* **EXERCISE BRIEF**
Please retype, unchanged, each line from the top of the material below through the line where "use std::cmp::Ordering;" appears.

THE RECORDS below:

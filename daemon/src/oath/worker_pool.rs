//! Process-wide worker pool (component K, §4.10).
//!
//! Rate limiting is deliberately absent here — it belongs to the session
//! layer (§4.7) so a task is never delayed twice.

use crate::oath::model::DeviceId;
use crate::prelude::*;
use std::cmp::Ordering;
use std::collections::BinaryHeap;
use std::sync::atomic::{AtomicU64, Ordering as AtomicOrdering};
use std::sync::Arc;
use tokio::sync::{Mutex, Notify};

/// Dequeue priority; higher runs first.
#[derive(Debug, Clone, Copy, PartialEq, Eq, PartialOrd, Ord)]
pub enum TaskPriority {
    Background = 0,
    Normal = 10,
    UserInteraction = 20,
}

type BoxedTask = Box<dyn FnOnce() + Send + 'static>;

struct QueuedTask {
    priority: TaskPriority,
    sequence: u64,
    device_id: DeviceId,
    task: BoxedTask,
}

impl PartialEq for QueuedTask {
    fn eq(&self, other: &Self) -> bool {
        self.priority == other.priority && self.sequence == other.sequence
    }
}
impl Eq for QueuedTask {}

impl PartialOrd for QueuedTask {
    fn partial_cmp(&self, other: &Self) -> Option<Ordering> {
        Some(self.cmp(other))
    }
}

impl Ord for QueuedTask {
    fn cmp(&self, other: &Self) -> Ordering {
        // BinaryHeap is a max-heap: higher priority first, and among equal
        // priorities, the task queued earlier (lower sequence) first.
        self.priority.cmp(&other.priority).then_with(|| other.sequence.cmp(&self.sequence))
    }
}

/// Bounded-concurrency task executor tagged with per-task priority.
/// `device_id` is used only for logging and carries no scheduling weight of
/// its own, matching the source's "legacy clear-history no-op" note.
pub struct WorkerPool {
    queue: Arc<Mutex<BinaryHeap<QueuedTask>>>,
    notify: Arc<Notify>,
    sequence: AtomicU64,
    inflight: Arc<tokio::sync::Semaphore>,
    shutdown: Arc<Notify>,
    active_tasks: Arc<AtomicU64>,
}

impl WorkerPool {
    pub fn new(max_threads: usize) -> Self {
        let pool = Self {
            queue: Arc::new(Mutex::new(BinaryHeap::new())),
            notify: Arc::new(Notify::new()),
            sequence: AtomicU64::new(0),
            inflight: Arc::new(tokio::sync::Semaphore::new(max_threads.max(1))),
            shutdown: Arc::new(Notify::new()),
            active_tasks: Arc::new(AtomicU64::new(0)),
        };
        pool.spawn_dispatcher();
        pool
    }

    fn spawn_dispatcher(&self) {
        let queue = self.queue.clone();
        let notify = self.notify.clone();
        let inflight = self.inflight.clone();
        let active_tasks = self.active_tasks.clone();
        tokio::spawn(async move {
            loop {
                let next = {
                    let mut guard = queue.lock().await;
                    guard.pop()
                };
                let Some(queued) = next else {
                    notify.notified().await;
                    continue;
                };
                let permit = inflight.clone().acquire_owned().await.expect("semaphore closed");
                active_tasks.fetch_add(1, AtomicOrdering::SeqCst);
                let device_id = queued.device_id.clone();
                let active_tasks = active_tasks.clone();
                tokio::task::spawn_blocking(move || {
                    let result = std::panic::catch_unwind(std::panic::AssertUnwindSafe(queued.task));
                    if result.is_err() {
                        error!(device_id = %device_id, "worker task panicked");
                    }
                    drop(permit);
                    active_tasks.fetch_sub(1, AtomicOrdering::SeqCst);
                });
            }
        });
    }

    /// Enqueues a task tagged with a device id (for logging) and priority.
    pub fn submit(&self, device_id: DeviceId, priority: TaskPriority, task: impl FnOnce() + Send + 'static) {
        let sequence = self.sequence.fetch_add(1, AtomicOrdering::SeqCst);
        let queued = QueuedTask { priority, sequence, device_id, task: Box::new(task) };
        let queue = self.queue.clone();
        let notify = self.notify.clone();
        tokio::spawn(async move {
            queue.lock().await.push(queued);
            notify.notify_one();
        });
    }

    /// Blocks (polling) up to `timeout_ms` for in-flight tasks to finish.
    pub async fn wait_for_done(&self, timeout_ms: u64) {
        let deadline = tokio::time::Instant::now() + std::time::Duration::from_millis(timeout_ms);
        while self.active_tasks.load(AtomicOrdering::SeqCst) > 0 {
            if tokio::time::Instant::now() >= deadline {
                warn!("worker pool wait_for_done timed out with tasks still in flight");
                return;
            }
            tokio::time::sleep(std::time::Duration::from_millis(10)).await;
        }
    }
}

#[cfg(test)]
mod tests {
    use super::*;
    use std::sync::atomic::AtomicBool;

    #[tokio::test]
    async fn submitted_task_runs() {
        let pool = WorkerPool::new(2);
        let ran = Arc::new(AtomicBool::new(false));
        let ran_clone = ran.clone();
        pool.submit(DeviceId("test".to_string()), TaskPriority::Normal, move || {
            ran_clone.store(true, AtomicOrdering::SeqCst);
        });
        pool.wait_for_done(1000).await;
        assert!(ran.load(AtomicOrdering::SeqCst));
    }
}
//! Constants used throughout the OATH device daemon
//!
//! This module centralizes magic numbers and protocol constants to improve
//! maintainability and make the APDU/TLV layer reviewable against the applet
//! documentation it implements.

// ============================================================================
// OATH applet identifiers
// ============================================================================

/// OATH application identifier.
pub const OATH_AID: [u8; 7] = [0xA0, 0x00, 0x00, 0x05, 0x27, 0x21, 0x01];

/// Management applet identifier, used to probe device info.
pub const MANAGEMENT_AID: [u8; 8] = [0xA0, 0x00, 0x00, 0x05, 0x27, 0x20, 0x01, 0x01];

/// YubiKey OTP applet identifier, used as a serial-number fallback.
pub const OTP_AID: [u8; 5] = [0xA0, 0x00, 0x00, 0x05, 0x27, 0x20, 0x01];

/// PIV applet identifier, used as a last-resort serial-number fallback.
pub const PIV_AID: [u8; 5] = [0xA0, 0x00, 0x00, 0x03, 0x08];

// ============================================================================
// Instruction codes (CLA is 0x00 for every OATH command)
// ============================================================================

pub const INS_PUT: u8 = 0x01;
pub const INS_DELETE: u8 = 0x02;
pub const INS_SET_CODE: u8 = 0x03;
pub const INS_RESET: u8 = 0x04;
pub const INS_LIST: u8 = 0xA1;
pub const INS_CALCULATE: u8 = 0xA2;
pub const INS_VALIDATE: u8 = 0xA3;
/// Shared with [`INS_CALCULATE_ALL`]; disambiguated by P1 (SELECT uses P1=0x04).
pub const INS_SELECT: u8 = 0xA4;
pub const INS_CALCULATE_ALL: u8 = 0xA4;
pub const INS_SEND_REMAINING: u8 = 0xA5;

pub const INS_MGMT_GET_DEVICE_INFO: u8 = 0x01;
pub const CMD_MGMT_DEVICE_INFO: u8 = 0x13;
pub const INS_OTP_CONFIG: u8 = 0x01;
pub const CMD_OTP_DEVICE_SERIAL: u8 = 0x10;
pub const INS_PIV_GET_SERIAL: u8 = 0xF8;

// ============================================================================
// TLV tags
// ============================================================================

pub const TAG_NAME: u8 = 0x71;
pub const TAG_NAME_LIST: u8 = 0x72;
pub const TAG_KEY: u8 = 0x73;
pub const TAG_CHALLENGE: u8 = 0x74;
pub const TAG_RESPONSE: u8 = 0x75;
pub const TAG_TRUNCATED_RESPONSE: u8 = 0x76;
pub const TAG_HOTP: u8 = 0x77;
pub const TAG_PROPERTY: u8 = 0x78;
pub const TAG_VERSION: u8 = 0x79;
pub const TAG_IMF: u8 = 0x7A;
pub const TAG_ALGORITHM: u8 = 0x7B;
pub const TAG_TOUCH: u8 = 0x7C;
pub const TAG_SERIAL_NUMBER: u8 = 0x8F;

/// Management applet response tags (`GET DEVICE INFO`).
pub const MGMT_TAG_SERIAL: u8 = 0x02;
pub const MGMT_TAG_FORM_FACTOR: u8 = 0x04;
pub const MGMT_TAG_FIRMWARE: u8 = 0x05;
pub const MGMT_TAG_NFC_SUPPORTED: u8 = 0x0D;

// ============================================================================
// Status words
// ============================================================================

pub const SW_SUCCESS: u16 = 0x9000;
pub const SW_SECURITY_STATUS_NOT_SATISFIED: u16 = 0x6982;
pub const SW_NO_SUCH_OBJECT: u16 = 0x6984;
pub const SW_CONDITIONS_NOT_SATISFIED: u16 = 0x6985;
pub const SW_WRONG_DATA: u16 = 0x6A80;
pub const SW_INSUFFICIENT_SPACE: u16 = 0x6A84;
pub const SW_INS_NOT_SUPPORTED: u16 = 0x6D00;
pub const SW_CLA_NOT_SUPPORTED: u16 = 0x6E00;
/// High byte of `MORE_DATA`; the low byte is the remaining-bytes count.
pub const SW_MORE_DATA_MASK: u16 = 0x6100;

// ============================================================================
// Credential formatting
// ============================================================================

/// OATH credential codes are displayed with 6, 7, or 8 digits.
pub const VALID_DIGIT_LENGTHS: [u8; 3] = [6, 7, 8];

/// Default TOTP period in seconds when a credential name carries no `N/` prefix.
pub const DEFAULT_TOTP_PERIOD_SECONDS: u16 = 30;

/// Minimum HMAC key length the PUT command pads shorter secrets up to.
pub const MIN_KEY_LENGTH_BYTES: usize = 14;

// ============================================================================
// PBKDF2 authentication
// ============================================================================

pub const PBKDF2_ITERATIONS: u32 = 1000;
pub const PBKDF2_KEY_LENGTH_BYTES: usize = 16;
pub const CHALLENGE_LENGTH_BYTES: usize = 8;

// ============================================================================
// Brand-detection firmware floors
// ============================================================================

/// Firmware at or above this marks a Nitrokey by elimination when the reader
/// name carries no brand substring (§4.3).
pub const NITROKEY_FIRMWARE_FLOOR: (u8, u8, u8) = (4, 14, 0);

/// Nitrokey firmware at or above this decodes to the NK3C model variant.
pub const NITROKEY_NK3C_FIRMWARE_FLOOR: (u8, u8, u8) = (1, 6, 0);

// ============================================================================
// Reconnect / reader-monitor timing defaults (overridable via OathConfig)
// ============================================================================

pub const DEFAULT_PCSC_RATE_LIMIT_MS: u64 = 0;
pub const DEFAULT_WORKER_POOL_MAX_THREADS: usize = 4;
pub const MIN_WORKER_POOL_THREADS: usize = 1;
pub const MAX_WORKER_POOL_THREADS: usize = 16;
pub const DEFAULT_READER_POLL_INTERVAL_MS: u64 = 500;
pub const DEFAULT_DEVICE_CONNECT_TIMEOUT_MS: u64 = 2000;
pub const DEFAULT_DEVICE_RECONNECT_INITIAL_DELAY_MS: u64 = 10;
pub const DEFAULT_CREDENTIAL_UPDATE_WAIT_MS_ON_DESTROY: u64 = 5000;

/// Device-handle reconnect backoff schedule, capped around ~5 seconds total.
pub const RECONNECT_BACKOFF_MS: [u64; 6] = [50, 100, 200, 400, 800, 1600];

/// Max retries for a single `sendApdu` call after a card-reset rendezvous.
pub const MAX_TRANSMIT_RETRY_COUNT: u8 = 1;
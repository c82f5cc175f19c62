pub mod second_factor;

pub use second_factor::{SecondFactorRecord, SecondFactorState};
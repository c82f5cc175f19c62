use std::collections::HashMap;

use async_trait::async_trait;
use time::OffsetDateTime;
use tokio::sync::Mutex;
use uuid::Uuid;

use crate::error::AppError;
use crate::models::SecondFactorRecord;
use crate::repositories::SecondFactorStore;

/// インメモリ実装（テスト用）
///
/// ロック内で判定と更新を行うため、各操作は PostgreSQL 実装と同じくアトミック
#[derive(Default)]
pub struct MemorySecondFactorStore {
    records: Mutex<HashMap<Uuid, SecondFactorRecord>>,
}

impl MemorySecondFactorStore {
    pub fn new() -> Self {
        Self::default()
    }
}

#[async_trait]
impl SecondFactorStore for MemorySecondFactorStore {
    async fn get(&self, user_id: Uuid) -> Result<Option<SecondFactorRecord>, AppError> {
        Ok(self.records.lock().await.get(&user_id).cloned())
    }

    async fn put_pending(
        &self,
        user_id: Uuid,
        secret_encrypted: &[u8],
        backup_code_hashes: &[String],
    ) -> Result<bool, AppError> {
        let mut records = self.records.lock().await;
        if records.get(&user_id).is_some_and(|r| r.enabled) {
            return Ok(false);
        }

        let now = OffsetDateTime::now_utc();
        records.insert(
            user_id,
            SecondFactorRecord {
                user_id,
                secret_encrypted: secret_encrypted.to_vec(),
                backup_codes: backup_code_hashes.to_vec(),
                enabled: false,
                created_at: now,
                updated_at: now,
            },
        );
        Ok(true)
    }

    async fn enable(&self, user_id: Uuid) -> Result<bool, AppError> {
        let mut records = self.records.lock().await;
        match records.get_mut(&user_id) {
            Some(record) if !record.enabled => {
                record.enabled = true;
                record.updated_at = OffsetDateTime::now_utc();
                Ok(true)
            }
            _ => Ok(false),
        }
    }

    async fn delete(&self, user_id: Uuid) -> Result<bool, AppError> {
        Ok(self.records.lock().await.remove(&user_id).is_some())
    }

    async fn remove_backup_code(&self, user_id: Uuid, code_hash: &str) -> Result<bool, AppError> {
        let mut records = self.records.lock().await;
        let Some(record) = records.get_mut(&user_id).filter(|r| r.enabled) else {
            return Ok(false);
        };

        let before = record.backup_codes.len();
        record.backup_codes.retain(|h| h != code_hash);
        if record.backup_codes.len() == before {
            return Ok(false);
        }
        record.updated_at = OffsetDateTime::now_utc();
        Ok(true)
    }

    async fn replace_backup_codes(
        &self,
        user_id: Uuid,
        backup_code_hashes: &[String],
    ) -> Result<bool, AppError> {
        let mut records = self.records.lock().await;
        match records.get_mut(&user_id) {
            Some(record) if record.enabled => {
                record.backup_codes = backup_code_hashes.to_vec();
                record.updated_at = OffsetDateTime::now_utc();
                Ok(true)
            }
            _ => Ok(false),
        }
    }
}

#[cfg(test)]
mod tests {
    use super::*;

    fn hashes(codes: &[&str]) -> Vec<String> {
        codes.iter().map(|c| c.to_string()).collect()
    }

    #[tokio::test]
    async fn test_put_pending_does_not_overwrite_enabled() {
        let store = MemorySecondFactorStore::new();
        let user_id = Uuid::new_v4();

        assert!(store.put_pending(user_id, b"a", &hashes(&["h1"])).await.unwrap());
        // 未確認なら上書き可能
        assert!(store.put_pending(user_id, b"b", &hashes(&["h2"])).await.unwrap());
        assert!(store.enable(user_id).await.unwrap());
        assert!(!store.put_pending(user_id, b"c", &hashes(&["h3"])).await.unwrap());

        let record = store.get(user_id).await.unwrap().unwrap();
        assert_eq!(record.secret_encrypted, b"b");
        assert!(record.enabled);
    }

    #[tokio::test]
    async fn test_enable_only_pending() {
        let store = MemorySecondFactorStore::new();
        let user_id = Uuid::new_v4();

        assert!(!store.enable(user_id).await.unwrap());
        store.put_pending(user_id, b"a", &[]).await.unwrap();
        assert!(store.enable(user_id).await.unwrap());
        assert!(!store.enable(user_id).await.unwrap());
    }

    #[tokio::test]
    async fn test_remove_backup_code_once() {
        let store = MemorySecondFactorStore::new();
        let user_id = Uuid::new_v4();
        store
            .put_pending(user_id, b"a", &hashes(&["h1", "h2"]))
            .await
            .unwrap();

        // 未確認のレコードからは取り除けない
        assert!(!store.remove_backup_code(user_id, "h1").await.unwrap());

        store.enable(user_id).await.unwrap();
        assert!(store.remove_backup_code(user_id, "h1").await.unwrap());
        assert!(!store.remove_backup_code(user_id, "h1").await.unwrap());

        let record = store.get(user_id).await.unwrap().unwrap();
        assert_eq!(record.backup_codes, hashes(&["h2"]));
    }

    #[tokio::test]
    async fn test_replace_and_delete() {
        let store = MemorySecondFactorStore::new();
        let user_id = Uuid::new_v4();
        store.put_pending(user_id, b"a", &hashes(&["h1"])).await.unwrap();

        assert!(!store.replace_backup_codes(user_id, &hashes(&["x"])).await.unwrap());
        store.enable(user_id).await.unwrap();
        assert!(store.replace_backup_codes(user_id, &hashes(&["x"])).await.unwrap());
        assert_eq!(
            store.get(user_id).await.unwrap().unwrap().backup_codes,
            hashes(&["x"])
        );

        assert!(store.delete(user_id).await.unwrap());
        assert!(!store.delete(user_id).await.unwrap());
        assert!(store.get(user_id).await.unwrap().is_none());
    }
}
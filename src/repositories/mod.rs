pub mod memory;
pub mod second_factor;

pub use memory::MemorySecondFactorStore;
pub use second_factor::{PgSecondFactorStore, SecondFactorStore};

End of THE RECORDS.

* **TASK OUTPUT**
filename daemon/src/oath/worker_pool.rs
//! Process-wide worker pool (component K, §4.10).
//!
//! Rate limiting is deliberately absent here — it belongs to the session
//! layer (§4.7) so a task is never delayed twice.

use crate::oath::model::DeviceId;
use crate::prelude::*;
use std::cmp::Ordering;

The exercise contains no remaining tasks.